• [Directions for this task] Would you transcribe each of the entries exactly, with nothing added or dropped?

(Dataset entries)
::::::

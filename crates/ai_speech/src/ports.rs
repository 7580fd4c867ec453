//! Port definitions for speech processing
//!
//! Defines the traits (ports) that speech processing providers implement.

use async_trait::async_trait;

use crate::error::SpeechError;
use crate::types::{AudioData, Transcription};

/// Port for Speech-to-Text (STT) implementations
#[async_trait]
pub trait SpeechToText: Send + Sync {
    /// Transcribe audio to text
    ///
    /// # Errors
    ///
    /// Returns `SpeechError::NotRecognized` when the provider reports its
    /// "nothing recognized" sentinel, other `SpeechError` variants for
    /// transport or protocol failures.
    async fn transcribe(&self, audio: AudioData) -> Result<Transcription, SpeechError>;

    /// Check if the STT service is configured and reachable
    async fn is_available(&self) -> bool;
}

/// Port for Text-to-Speech (TTS) implementations
#[async_trait]
pub trait TextToSpeech: Send + Sync {
    /// Convert text to speech
    ///
    /// The input is expected to be sanitized, non-empty text; the output is
    /// a compressed audio container.
    ///
    /// # Errors
    ///
    /// Returns `SpeechError` if synthesis fails.
    async fn synthesize(&self, text: &str) -> Result<AudioData, SpeechError>;

    /// Check if the TTS service is configured and reachable
    async fn is_available(&self) -> bool;
}
//! Generation errors

use thiserror::Error;

/// Errors that can occur during text generation
#[derive(Debug, Error)]
pub enum GenerationError {
    /// API key missing or empty
    #[error("API key not configured")]
    MissingApiKey,

    /// Failed to connect to the generation service
    #[error("Connection failed: {0}")]
    ConnectionFailed(String),

    /// Request to the generation service failed
    #[error("Request failed: {0}")]
    RequestFailed(String),

    /// Response parsing failed
    #[error("Invalid response: {0}")]
    InvalidResponse(String),

    /// Timeout during generation
    #[error("Generation timeout after {0}ms")]
    Timeout(u64),

    /// Rate limit exceeded
    #[error("Rate limit exceeded")]
    RateLimited,

    /// Server error
    #[error("Server error: {0}")]
    ServerError(String),

    /// Streaming error
    #[error("Stream error: {0}")]
    StreamError(String),
}

impl From<reqwest::Error> for GenerationError {
    fn from(err: reqwest::Error) -> Self {
        if err.is_timeout() {
            GenerationError::Timeout(30000)
        } else if err.is_connect() {
            GenerationError::ConnectionFailed(err.to_string())
        } else {
            GenerationError::RequestFailed(err.to_string())
        }
    }
}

::::::

• [Result of the task]
filename crates/ai_speech/src/ports.rs
repository 7580fd4c867ec453
//! Port definitions for speech processing
//!
//! Defines the traits (ports) that speech processing providers implement.

use async_trait::async_trait;

use crate::error::SpeechError;
use crate::types::{AudioData, Transcription};

/// Port for Speech-to-Text (STT) implementations
#[async_trait]
pub trait SpeechToText: Send + Sync {
    /// Transcribe audio to text
    ///
    /// # Errors
    ///
    /// Returns `SpeechError::NotRecognized` when the provider reports its
    /// "nothing recognized" sentinel, other `SpeechError` variants for
    /// transport or protocol failures.
    async fn transcribe(&self, audio: AudioData) -> Result<Transcription, SpeechError>;

    /// Check if the STT service is configured and reachable
    async fn is_available(&self) -> bool;
}

/// Port for Text-to-Speech (TTS) implementations
#[async_trait]
pub trait TextToSpeech: Send + Sync {
    /// Convert text to speech
    ///
    /// The input is expected to be sanitized, non-empty text; the output is
    /// a compressed audio container.
    ///
    /// # Errors
    ///
    /// Returns `SpeechError` if synthesis fails.
    async fn synthesize(&self, text: &str) -> Result<AudioData, SpeechError>;

    /// Check if the TTS service is configured and reachable
    async fn is_available(&self) -> bool;
}
//! Generation errors

use thiserror::Error;

/// Errors that can occur during text generation
#[derive(Debug, Error)]
pub enum GenerationError {
    /// API key missing or empty
    #[error("API key not configured")]
    MissingApiKey,

    /// Failed to connect to the generation service
    #[error("Connection failed: {0}")]
    ConnectionFailed(String),

    /// Request to the generation service failed
    #[error("Request failed: {0}")]
    RequestFailed(String),

    /// Response parsing failed
    #[error("Invalid response: {0}")]
    InvalidResponse(String),

    /// Timeout during generation
    #[error("Generation timeout after {0}ms")]
    Timeout(u64),

    /// Rate limit exceeded
    #[error("Rate limit exceeded")]
    RateLimited,

    /// Server error
    #[error("Server error: {0}")]
    ServerError(String),

    /// Streaming error
    #[error("Stream error: {0}")]
    StreamError(String),
}

impl From<reqwest::Error> for GenerationError {
    fn from(err: reqwest::Error) -> Self {
        if err.is_timeout() {
            GenerationError::Timeout(30000)
        } else if err.is_connect() {
            GenerationError::ConnectionFailed(err.to_string())
        } else {
            GenerationError::RequestFailed(err.to_string())
        }
    }
}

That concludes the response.